EXERCISE
For the material that follows, list every line containing the word "DatabaseConfig".

*** Opening RECORDS FOR THIS EXERCISE ***

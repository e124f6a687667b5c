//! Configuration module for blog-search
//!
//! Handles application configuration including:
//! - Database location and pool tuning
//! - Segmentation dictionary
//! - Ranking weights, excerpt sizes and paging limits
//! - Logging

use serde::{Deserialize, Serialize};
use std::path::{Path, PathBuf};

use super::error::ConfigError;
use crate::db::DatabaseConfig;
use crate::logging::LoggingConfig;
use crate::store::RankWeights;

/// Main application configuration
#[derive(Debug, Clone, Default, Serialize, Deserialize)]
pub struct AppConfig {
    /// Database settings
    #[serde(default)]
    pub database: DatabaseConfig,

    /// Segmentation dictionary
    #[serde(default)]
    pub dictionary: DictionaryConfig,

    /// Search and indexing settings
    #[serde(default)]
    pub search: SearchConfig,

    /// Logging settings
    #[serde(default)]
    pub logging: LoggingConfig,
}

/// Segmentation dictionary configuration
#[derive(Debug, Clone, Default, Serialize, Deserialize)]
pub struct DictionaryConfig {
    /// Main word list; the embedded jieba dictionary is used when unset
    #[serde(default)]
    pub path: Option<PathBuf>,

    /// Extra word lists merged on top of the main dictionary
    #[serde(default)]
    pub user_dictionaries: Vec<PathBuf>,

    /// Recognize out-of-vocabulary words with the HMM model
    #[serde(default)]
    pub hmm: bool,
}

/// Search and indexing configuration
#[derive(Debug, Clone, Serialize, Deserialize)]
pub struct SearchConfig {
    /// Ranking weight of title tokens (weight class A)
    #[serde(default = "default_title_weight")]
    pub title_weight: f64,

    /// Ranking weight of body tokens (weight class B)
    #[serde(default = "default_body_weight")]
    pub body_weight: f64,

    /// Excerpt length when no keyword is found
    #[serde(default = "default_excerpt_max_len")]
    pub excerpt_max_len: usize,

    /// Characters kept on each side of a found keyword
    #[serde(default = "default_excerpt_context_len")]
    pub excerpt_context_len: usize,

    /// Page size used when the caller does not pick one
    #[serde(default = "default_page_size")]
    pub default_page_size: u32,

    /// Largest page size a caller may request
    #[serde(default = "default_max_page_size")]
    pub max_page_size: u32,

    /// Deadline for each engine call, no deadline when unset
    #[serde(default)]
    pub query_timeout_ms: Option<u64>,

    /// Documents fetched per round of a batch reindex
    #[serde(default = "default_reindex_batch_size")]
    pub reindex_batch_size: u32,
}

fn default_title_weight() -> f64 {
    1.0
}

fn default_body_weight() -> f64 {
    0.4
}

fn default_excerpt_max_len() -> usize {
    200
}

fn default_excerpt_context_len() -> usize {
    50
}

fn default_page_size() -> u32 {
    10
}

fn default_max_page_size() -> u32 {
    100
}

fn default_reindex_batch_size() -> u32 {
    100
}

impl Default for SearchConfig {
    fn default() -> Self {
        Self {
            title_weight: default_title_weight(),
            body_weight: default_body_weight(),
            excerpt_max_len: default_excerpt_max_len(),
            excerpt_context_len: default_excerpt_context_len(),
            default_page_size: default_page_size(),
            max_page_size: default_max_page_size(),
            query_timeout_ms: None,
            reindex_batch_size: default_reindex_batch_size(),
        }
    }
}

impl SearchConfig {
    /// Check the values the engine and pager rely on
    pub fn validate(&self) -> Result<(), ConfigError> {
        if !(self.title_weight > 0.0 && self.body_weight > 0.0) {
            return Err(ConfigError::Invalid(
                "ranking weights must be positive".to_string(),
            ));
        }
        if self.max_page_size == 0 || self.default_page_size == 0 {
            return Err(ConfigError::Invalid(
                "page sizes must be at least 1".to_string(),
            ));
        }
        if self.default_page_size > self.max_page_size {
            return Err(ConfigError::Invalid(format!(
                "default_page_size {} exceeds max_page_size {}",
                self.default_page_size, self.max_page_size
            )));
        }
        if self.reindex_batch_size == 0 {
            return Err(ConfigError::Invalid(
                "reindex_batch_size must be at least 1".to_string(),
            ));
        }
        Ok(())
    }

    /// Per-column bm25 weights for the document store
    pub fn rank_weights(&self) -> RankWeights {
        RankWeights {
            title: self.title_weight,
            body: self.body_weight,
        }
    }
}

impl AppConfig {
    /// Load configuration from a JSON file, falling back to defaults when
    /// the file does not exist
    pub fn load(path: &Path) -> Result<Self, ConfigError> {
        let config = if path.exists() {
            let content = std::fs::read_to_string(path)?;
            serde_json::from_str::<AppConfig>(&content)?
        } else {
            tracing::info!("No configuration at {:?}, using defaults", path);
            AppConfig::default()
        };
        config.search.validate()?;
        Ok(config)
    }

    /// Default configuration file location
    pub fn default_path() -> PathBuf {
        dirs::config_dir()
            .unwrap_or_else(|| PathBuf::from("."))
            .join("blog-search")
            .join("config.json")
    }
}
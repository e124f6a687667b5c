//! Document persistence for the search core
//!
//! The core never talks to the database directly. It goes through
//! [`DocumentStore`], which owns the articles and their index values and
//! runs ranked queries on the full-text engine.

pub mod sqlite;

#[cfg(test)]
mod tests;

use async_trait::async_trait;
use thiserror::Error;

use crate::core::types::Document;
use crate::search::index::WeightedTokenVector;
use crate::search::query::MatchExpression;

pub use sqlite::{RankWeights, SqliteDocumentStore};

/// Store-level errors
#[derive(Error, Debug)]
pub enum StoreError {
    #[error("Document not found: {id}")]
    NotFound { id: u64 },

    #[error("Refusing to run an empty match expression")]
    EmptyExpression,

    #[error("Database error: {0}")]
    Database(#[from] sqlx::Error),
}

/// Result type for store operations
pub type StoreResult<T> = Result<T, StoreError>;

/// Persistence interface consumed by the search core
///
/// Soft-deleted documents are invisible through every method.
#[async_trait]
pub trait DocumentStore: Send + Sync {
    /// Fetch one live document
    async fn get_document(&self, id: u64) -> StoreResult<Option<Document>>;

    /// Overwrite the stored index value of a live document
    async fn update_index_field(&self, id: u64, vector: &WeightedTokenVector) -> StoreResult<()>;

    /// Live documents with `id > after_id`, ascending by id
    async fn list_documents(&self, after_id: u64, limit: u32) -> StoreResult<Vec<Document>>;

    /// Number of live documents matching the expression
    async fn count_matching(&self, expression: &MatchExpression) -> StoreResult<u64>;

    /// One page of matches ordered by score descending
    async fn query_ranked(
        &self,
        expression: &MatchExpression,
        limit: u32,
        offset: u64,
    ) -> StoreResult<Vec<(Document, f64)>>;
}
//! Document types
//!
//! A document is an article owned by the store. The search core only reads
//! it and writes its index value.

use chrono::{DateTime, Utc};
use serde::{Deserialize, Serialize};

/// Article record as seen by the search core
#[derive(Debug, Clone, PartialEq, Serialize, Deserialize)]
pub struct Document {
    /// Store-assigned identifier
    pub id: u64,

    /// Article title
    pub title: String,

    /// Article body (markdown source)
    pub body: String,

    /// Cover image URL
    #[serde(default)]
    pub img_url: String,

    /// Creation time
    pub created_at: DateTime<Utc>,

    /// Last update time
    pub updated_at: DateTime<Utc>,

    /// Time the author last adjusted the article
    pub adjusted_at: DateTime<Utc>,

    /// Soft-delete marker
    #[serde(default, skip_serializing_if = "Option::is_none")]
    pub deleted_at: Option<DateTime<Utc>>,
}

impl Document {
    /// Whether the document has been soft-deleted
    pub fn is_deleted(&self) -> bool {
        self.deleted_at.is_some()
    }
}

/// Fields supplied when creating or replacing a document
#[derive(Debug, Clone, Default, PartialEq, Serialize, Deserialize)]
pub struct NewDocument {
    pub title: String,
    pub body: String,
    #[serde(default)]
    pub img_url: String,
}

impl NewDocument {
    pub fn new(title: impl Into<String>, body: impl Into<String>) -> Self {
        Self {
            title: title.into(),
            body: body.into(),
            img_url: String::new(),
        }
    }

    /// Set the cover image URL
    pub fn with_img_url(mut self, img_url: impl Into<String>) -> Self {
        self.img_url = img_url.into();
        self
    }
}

*** Closing RECORDS FOR THIS EXERCISE ***
*** Opening RECORDS FOR THIS EXERCISE ***

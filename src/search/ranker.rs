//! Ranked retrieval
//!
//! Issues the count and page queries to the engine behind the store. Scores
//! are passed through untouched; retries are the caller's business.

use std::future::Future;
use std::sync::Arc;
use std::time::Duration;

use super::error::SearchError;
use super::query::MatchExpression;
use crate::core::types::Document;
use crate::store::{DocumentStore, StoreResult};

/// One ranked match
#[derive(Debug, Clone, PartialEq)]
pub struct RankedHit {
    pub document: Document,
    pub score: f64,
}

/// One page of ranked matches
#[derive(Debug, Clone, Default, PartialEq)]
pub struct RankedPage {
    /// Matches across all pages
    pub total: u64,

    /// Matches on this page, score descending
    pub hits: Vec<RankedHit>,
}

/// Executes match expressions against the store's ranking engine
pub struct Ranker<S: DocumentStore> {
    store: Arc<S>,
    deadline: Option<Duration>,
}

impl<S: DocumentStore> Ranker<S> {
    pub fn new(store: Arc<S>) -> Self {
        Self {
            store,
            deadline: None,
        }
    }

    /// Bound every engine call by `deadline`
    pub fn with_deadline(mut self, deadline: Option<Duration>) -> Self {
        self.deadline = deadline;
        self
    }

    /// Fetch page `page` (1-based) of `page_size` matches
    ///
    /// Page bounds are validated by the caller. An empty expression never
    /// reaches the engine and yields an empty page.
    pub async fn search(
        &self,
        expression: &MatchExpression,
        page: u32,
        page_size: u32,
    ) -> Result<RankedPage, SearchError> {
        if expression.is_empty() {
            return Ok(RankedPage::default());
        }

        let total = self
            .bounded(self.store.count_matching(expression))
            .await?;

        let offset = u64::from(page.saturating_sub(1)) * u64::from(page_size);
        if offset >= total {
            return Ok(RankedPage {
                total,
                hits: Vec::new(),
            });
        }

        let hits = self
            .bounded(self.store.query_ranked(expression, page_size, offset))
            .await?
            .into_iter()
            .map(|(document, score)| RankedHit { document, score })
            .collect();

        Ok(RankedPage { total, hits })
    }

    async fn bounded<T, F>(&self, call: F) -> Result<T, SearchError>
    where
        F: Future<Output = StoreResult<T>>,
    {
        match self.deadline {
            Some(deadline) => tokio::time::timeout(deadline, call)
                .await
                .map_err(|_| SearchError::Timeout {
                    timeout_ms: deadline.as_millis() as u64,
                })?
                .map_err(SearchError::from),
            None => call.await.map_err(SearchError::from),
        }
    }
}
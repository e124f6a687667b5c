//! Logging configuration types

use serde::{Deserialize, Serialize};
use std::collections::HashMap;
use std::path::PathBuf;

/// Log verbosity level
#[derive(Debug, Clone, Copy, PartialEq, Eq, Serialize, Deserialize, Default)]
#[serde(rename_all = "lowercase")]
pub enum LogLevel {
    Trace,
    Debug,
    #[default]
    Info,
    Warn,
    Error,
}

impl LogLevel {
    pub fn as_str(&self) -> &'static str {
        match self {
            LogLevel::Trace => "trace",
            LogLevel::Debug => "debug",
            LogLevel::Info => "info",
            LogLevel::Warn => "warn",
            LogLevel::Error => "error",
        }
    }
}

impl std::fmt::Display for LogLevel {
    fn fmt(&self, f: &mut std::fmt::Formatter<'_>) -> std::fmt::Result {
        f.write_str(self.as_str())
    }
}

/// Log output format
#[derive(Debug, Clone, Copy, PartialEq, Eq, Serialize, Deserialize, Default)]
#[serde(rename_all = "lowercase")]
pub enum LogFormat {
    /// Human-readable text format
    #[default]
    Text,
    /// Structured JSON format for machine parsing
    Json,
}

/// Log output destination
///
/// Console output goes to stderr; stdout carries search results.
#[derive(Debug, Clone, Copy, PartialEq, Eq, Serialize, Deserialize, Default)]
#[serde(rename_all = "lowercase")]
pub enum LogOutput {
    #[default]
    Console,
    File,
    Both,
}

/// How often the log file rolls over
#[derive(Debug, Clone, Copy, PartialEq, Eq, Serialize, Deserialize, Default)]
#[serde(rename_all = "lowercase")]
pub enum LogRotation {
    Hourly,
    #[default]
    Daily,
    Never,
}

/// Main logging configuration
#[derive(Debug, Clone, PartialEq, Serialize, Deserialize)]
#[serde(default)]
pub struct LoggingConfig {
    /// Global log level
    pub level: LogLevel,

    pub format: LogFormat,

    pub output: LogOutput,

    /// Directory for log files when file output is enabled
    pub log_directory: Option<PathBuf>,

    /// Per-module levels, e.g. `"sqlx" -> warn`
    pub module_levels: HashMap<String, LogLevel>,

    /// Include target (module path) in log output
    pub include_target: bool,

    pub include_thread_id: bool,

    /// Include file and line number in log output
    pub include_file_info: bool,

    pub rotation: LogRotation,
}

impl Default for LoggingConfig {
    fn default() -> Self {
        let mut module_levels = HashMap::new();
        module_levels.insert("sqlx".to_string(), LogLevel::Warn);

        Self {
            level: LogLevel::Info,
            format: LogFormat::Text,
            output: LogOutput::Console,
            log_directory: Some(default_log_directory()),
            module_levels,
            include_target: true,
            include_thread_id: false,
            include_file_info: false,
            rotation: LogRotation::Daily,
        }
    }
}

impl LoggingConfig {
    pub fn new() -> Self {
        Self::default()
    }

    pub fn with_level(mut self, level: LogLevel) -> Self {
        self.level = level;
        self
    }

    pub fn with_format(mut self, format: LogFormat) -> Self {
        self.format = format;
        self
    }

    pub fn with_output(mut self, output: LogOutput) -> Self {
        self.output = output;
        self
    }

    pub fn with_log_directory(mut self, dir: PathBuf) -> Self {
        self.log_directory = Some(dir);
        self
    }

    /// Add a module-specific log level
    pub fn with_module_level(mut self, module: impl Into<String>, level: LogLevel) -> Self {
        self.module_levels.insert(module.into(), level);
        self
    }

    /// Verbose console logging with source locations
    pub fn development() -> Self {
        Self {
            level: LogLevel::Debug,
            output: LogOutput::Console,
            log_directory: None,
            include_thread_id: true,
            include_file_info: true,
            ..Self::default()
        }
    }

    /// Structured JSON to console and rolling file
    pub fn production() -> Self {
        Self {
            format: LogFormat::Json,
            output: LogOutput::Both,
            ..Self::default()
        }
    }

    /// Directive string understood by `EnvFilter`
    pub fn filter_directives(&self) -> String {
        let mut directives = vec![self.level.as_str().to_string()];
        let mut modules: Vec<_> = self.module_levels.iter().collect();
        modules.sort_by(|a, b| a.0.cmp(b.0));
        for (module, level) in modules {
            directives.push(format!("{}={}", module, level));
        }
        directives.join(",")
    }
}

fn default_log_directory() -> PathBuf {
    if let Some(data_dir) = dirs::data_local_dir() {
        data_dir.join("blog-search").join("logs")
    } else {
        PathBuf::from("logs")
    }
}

*** Closing RECORDS FOR THIS EXERCISE ***
*** Opening RECORDS FOR THIS EXERCISE ***

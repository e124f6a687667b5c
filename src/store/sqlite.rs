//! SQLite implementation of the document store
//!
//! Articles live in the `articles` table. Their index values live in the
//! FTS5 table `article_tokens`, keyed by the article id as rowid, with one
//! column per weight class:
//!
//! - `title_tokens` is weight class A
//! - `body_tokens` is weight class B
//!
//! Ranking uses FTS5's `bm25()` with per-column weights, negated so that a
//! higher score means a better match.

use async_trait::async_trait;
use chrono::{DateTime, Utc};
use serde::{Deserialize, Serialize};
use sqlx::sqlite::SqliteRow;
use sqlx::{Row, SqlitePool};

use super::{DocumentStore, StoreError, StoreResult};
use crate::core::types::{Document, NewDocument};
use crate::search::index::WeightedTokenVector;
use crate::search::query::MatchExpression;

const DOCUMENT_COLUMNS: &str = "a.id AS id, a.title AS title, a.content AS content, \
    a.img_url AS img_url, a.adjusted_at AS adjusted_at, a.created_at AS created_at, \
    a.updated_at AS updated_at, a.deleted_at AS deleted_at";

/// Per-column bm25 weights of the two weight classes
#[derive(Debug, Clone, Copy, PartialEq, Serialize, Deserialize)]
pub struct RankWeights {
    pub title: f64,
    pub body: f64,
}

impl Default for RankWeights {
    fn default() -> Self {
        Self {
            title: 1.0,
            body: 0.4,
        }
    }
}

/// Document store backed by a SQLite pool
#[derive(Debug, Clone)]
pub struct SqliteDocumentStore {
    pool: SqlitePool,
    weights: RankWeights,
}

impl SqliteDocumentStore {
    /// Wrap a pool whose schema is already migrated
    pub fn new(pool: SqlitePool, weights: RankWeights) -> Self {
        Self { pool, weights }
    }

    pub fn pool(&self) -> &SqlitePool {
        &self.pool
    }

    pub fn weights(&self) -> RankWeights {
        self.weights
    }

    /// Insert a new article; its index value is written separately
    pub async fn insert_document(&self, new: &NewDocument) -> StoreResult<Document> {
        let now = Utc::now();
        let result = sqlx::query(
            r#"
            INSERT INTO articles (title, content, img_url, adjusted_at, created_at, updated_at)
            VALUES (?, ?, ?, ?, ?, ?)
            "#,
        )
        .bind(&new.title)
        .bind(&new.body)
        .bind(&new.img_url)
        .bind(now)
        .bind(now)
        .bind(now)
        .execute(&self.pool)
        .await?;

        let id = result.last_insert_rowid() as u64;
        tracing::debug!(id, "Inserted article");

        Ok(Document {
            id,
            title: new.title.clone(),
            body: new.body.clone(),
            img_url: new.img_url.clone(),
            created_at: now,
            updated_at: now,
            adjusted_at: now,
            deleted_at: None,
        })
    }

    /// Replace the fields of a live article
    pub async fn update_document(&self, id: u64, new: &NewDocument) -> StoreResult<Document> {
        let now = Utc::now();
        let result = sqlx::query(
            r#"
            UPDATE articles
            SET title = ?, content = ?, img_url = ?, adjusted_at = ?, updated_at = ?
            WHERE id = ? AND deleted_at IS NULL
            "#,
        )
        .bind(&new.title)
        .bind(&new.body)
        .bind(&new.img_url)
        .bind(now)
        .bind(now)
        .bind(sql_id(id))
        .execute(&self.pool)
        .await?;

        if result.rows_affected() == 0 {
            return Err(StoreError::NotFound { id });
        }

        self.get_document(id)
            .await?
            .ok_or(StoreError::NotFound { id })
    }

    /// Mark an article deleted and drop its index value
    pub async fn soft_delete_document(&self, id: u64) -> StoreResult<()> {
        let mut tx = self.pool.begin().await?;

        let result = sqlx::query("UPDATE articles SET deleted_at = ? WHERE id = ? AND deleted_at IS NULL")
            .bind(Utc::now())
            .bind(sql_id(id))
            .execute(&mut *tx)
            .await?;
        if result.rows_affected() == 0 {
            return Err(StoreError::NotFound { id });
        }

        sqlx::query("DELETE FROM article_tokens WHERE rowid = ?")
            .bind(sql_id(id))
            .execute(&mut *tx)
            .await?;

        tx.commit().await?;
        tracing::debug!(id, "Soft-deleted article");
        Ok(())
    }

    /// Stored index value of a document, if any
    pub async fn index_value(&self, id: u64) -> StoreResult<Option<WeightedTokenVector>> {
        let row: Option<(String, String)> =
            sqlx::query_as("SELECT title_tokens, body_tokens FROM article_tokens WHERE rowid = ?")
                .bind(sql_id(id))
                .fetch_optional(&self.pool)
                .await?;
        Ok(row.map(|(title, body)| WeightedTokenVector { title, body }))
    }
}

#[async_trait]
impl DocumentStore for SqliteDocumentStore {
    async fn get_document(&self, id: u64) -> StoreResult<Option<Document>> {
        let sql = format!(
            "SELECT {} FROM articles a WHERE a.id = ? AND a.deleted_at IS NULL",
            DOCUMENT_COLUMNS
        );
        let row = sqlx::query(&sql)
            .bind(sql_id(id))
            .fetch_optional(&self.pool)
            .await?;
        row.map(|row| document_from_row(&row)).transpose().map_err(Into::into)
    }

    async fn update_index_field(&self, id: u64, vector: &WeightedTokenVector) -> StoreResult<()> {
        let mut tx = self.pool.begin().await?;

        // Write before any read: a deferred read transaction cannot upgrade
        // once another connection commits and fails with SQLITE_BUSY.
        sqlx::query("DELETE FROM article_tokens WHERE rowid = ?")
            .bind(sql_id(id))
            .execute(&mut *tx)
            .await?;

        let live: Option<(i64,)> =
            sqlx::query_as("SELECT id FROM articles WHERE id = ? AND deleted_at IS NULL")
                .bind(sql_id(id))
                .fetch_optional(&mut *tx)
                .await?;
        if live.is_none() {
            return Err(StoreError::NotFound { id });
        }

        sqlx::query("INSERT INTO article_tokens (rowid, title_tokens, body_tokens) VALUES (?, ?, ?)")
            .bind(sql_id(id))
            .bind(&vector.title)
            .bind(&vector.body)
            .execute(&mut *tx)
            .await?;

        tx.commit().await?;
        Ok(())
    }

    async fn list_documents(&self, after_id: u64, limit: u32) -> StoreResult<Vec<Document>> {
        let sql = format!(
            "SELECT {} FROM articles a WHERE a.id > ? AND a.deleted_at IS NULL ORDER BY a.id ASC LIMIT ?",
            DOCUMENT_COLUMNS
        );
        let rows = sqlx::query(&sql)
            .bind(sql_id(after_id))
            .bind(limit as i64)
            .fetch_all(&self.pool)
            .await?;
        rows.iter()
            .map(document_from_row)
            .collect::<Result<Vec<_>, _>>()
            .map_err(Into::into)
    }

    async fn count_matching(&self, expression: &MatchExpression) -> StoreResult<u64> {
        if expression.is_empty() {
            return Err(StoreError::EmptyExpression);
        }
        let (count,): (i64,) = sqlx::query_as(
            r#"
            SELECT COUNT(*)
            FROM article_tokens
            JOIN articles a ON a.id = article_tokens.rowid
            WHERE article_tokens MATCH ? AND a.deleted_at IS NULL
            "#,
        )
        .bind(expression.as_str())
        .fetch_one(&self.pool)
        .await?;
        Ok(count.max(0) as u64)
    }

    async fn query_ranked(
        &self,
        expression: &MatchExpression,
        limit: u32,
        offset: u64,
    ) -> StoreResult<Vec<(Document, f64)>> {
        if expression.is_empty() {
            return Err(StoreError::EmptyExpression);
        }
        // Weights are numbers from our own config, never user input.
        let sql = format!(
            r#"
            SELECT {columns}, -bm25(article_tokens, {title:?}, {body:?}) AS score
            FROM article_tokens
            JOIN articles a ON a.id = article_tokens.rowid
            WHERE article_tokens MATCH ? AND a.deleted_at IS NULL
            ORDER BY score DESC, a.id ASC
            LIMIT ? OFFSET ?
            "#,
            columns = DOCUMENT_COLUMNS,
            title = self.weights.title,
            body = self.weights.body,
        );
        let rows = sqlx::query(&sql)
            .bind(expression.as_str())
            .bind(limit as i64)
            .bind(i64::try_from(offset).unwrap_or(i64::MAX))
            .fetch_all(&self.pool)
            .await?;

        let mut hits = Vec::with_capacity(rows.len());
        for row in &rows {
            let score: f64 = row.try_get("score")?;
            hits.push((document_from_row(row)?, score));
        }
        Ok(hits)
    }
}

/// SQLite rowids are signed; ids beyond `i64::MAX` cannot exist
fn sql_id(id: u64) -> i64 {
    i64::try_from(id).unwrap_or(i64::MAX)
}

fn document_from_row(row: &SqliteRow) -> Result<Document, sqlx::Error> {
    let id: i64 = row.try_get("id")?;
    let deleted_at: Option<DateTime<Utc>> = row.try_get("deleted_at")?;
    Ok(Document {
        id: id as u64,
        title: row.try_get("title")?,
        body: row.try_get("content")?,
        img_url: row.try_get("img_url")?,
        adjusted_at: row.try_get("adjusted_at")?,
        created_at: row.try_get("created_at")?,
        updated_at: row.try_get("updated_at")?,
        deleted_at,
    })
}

*** Closing RECORDS FOR THIS EXERCISE ***

RESULT BELOW
use crate::db::DatabaseConfig;
    pub database: DatabaseConfig,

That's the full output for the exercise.